Fernando, R.; Agulto, T. N.; Cho, E.; Kim, J.; van Hateren, A.; Kim, M.; Prabuddha, M.; Lee, J. H.

TAPBP is a key chaperone of the peptide-loading complex that facilitates peptide loading onto major histocompatibility complex class I (MHC I) molecules. This study characterized TAPBP alleles in Korean Native Chickens (KNCs), identified novel variants, and evaluated haplotypic associations with BF2. Thirty-six samples representing six KNC lines were genotyped using LEI0258 and the MHC-B SNP panel, and individuals homozygous at both markers were classified into 16 groups. The same samples were subjected to Sanger sequencing of TAPBP exons 3-8. Sequences were assembled and aligned against MHC-B reference haplotypes and the Red Junglefowl reference. Additional comparisons with ''tapasin allele'' datasets enabled the identification of novel variants.

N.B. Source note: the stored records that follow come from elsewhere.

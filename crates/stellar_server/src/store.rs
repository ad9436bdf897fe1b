//! Persistence of planets and players.
//!
//! The engine treats stored state as an opaque blob per entity. Every load
//! returns a fresh copy, so a request that fails half way simply does not
//! save and leaves the stored state untouched.

use std::collections::HashMap;
use std::sync::{Mutex, PoisonError};

use stellar_core::error::{GameError, Result};
use stellar_core::planet::{Planet, PlanetId};
use stellar_core::research::{Player, PlayerId};

/// Load and save entity state by id.
pub trait GameStore: Send + Sync {
    /// Load a planet.
    fn load_planet(&self, id: PlanetId) -> Result<Planet>;

    /// Insert or replace a planet.
    fn save_planet(&self, planet: &Planet) -> Result<()>;

    /// Load a player.
    fn load_player(&self, id: PlayerId) -> Result<Player>;

    /// Insert or replace a player.
    fn save_player(&self, player: &Player) -> Result<()>;

    /// Owner of a planet, without decoding it.
    fn owner_of(&self, planet: PlanetId) -> Result<PlayerId>;

    /// All planets of a player, in id order.
    fn planets_of(&self, player: PlayerId) -> Result<Vec<PlanetId>>;
}

/// In-memory store of bincode snapshots.
#[derive(Debug, Default)]
pub struct MemoryStore {
    planets: Mutex<HashMap<PlanetId, (PlayerId, Vec<u8>)>>,
    players: Mutex<HashMap<PlayerId, Vec<u8>>>,
}

impl MemoryStore {
    /// Create an empty store.
    #[must_use]
    pub fn new() -> Self {
        Self::default()
    }

    /// Number of stored planets.
    #[must_use]
    pub fn planet_count(&self) -> usize {
        self.planets
            .lock()
            .unwrap_or_else(PoisonError::into_inner)
            .len()
    }
}

fn encode<T: serde::Serialize>(value: &T) -> Result<Vec<u8>> {
    bincode::serialize(value).map_err(|e| GameError::Storage(format!("encode failed: {e}")))
}

fn decode<T: serde::de::DeserializeOwned>(bytes: &[u8]) -> Result<T> {
    bincode::deserialize(bytes).map_err(|e| {
        tracing::error!(error = %e, "stored snapshot is corrupt");
        GameError::Storage(format!("decode failed: {e}"))
    })
}

impl GameStore for MemoryStore {
    fn load_planet(&self, id: PlanetId) -> Result<Planet> {
        let planets = self.planets.lock().unwrap_or_else(PoisonError::into_inner);
        let (_, bytes) = planets.get(&id).ok_or(GameError::UnknownPlanet(id.0))?;
        decode(bytes)
    }

    fn save_planet(&self, planet: &Planet) -> Result<()> {
        let bytes = encode(planet)?;
        self.planets
            .lock()
            .unwrap_or_else(PoisonError::into_inner)
            .insert(planet.id, (planet.owner, bytes));
        Ok(())
    }

    fn load_player(&self, id: PlayerId) -> Result<Player> {
        let players = self.players.lock().unwrap_or_else(PoisonError::into_inner);
        let bytes = players.get(&id).ok_or(GameError::UnknownPlayer(id.0))?;
        decode(bytes)
    }

    fn save_player(&self, player: &Player) -> Result<()> {
        let bytes = encode(player)?;
        self.players
            .lock()
            .unwrap_or_else(PoisonError::into_inner)
            .insert(player.id, bytes);
        Ok(())
    }

    fn owner_of(&self, planet: PlanetId) -> Result<PlayerId> {
        self.planets
            .lock()
            .unwrap_or_else(PoisonError::into_inner)
            .get(&planet)
            .map(|(owner, _)| *owner)
            .ok_or(GameError::UnknownPlanet(planet.0))
    }

    fn planets_of(&self, player: PlayerId) -> Result<Vec<PlanetId>> {
        let mut ids: Vec<PlanetId> = self
            .planets
            .lock()
            .unwrap_or_else(PoisonError::into_inner)
            .iter()
            .filter(|(_, (owner, _))| *owner == player)
            .map(|(id, _)| *id)
            .collect();
        ids.sort_unstable();
        Ok(ids)
    }
}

Six novel nucleotide variants were detected across exons 3-6, including one nonsynonymous substitution in exon 4 (D251H). This residue corresponds to position Q265 in human TAPBP and lies adjacent to residues involved in MHC I interaction, suggesting potential functional relevance. Furthermore, TAPBP exhibited high haplotype diversity (Hd = 0.93) and moderate nucleotide diversity ({pi} = 0.00892), with exon 5 showing the highest diversity ({pi} = 0.01). B9 was the most frequent haplotype at the nucleotide level, whereas B6/B24 predominated at the amino acid level. Comparison with BF2 data revealed haplotype-dependent pairing patterns: BF2-B9 consistently matched TAPBP-B9, whereas BF2-B6 was associated with distinct TAPBP nucleotide variants, indicating allelic diversification within a shared haplotypic background. Homozygosity at LEI0258 and the SNP panel corresponded with TAPBP homozygosity, supporting marker-based prediction. These findings highlight potential BF2-TAPBP associations and provide a foundation for understanding variation in MHC I peptide loading.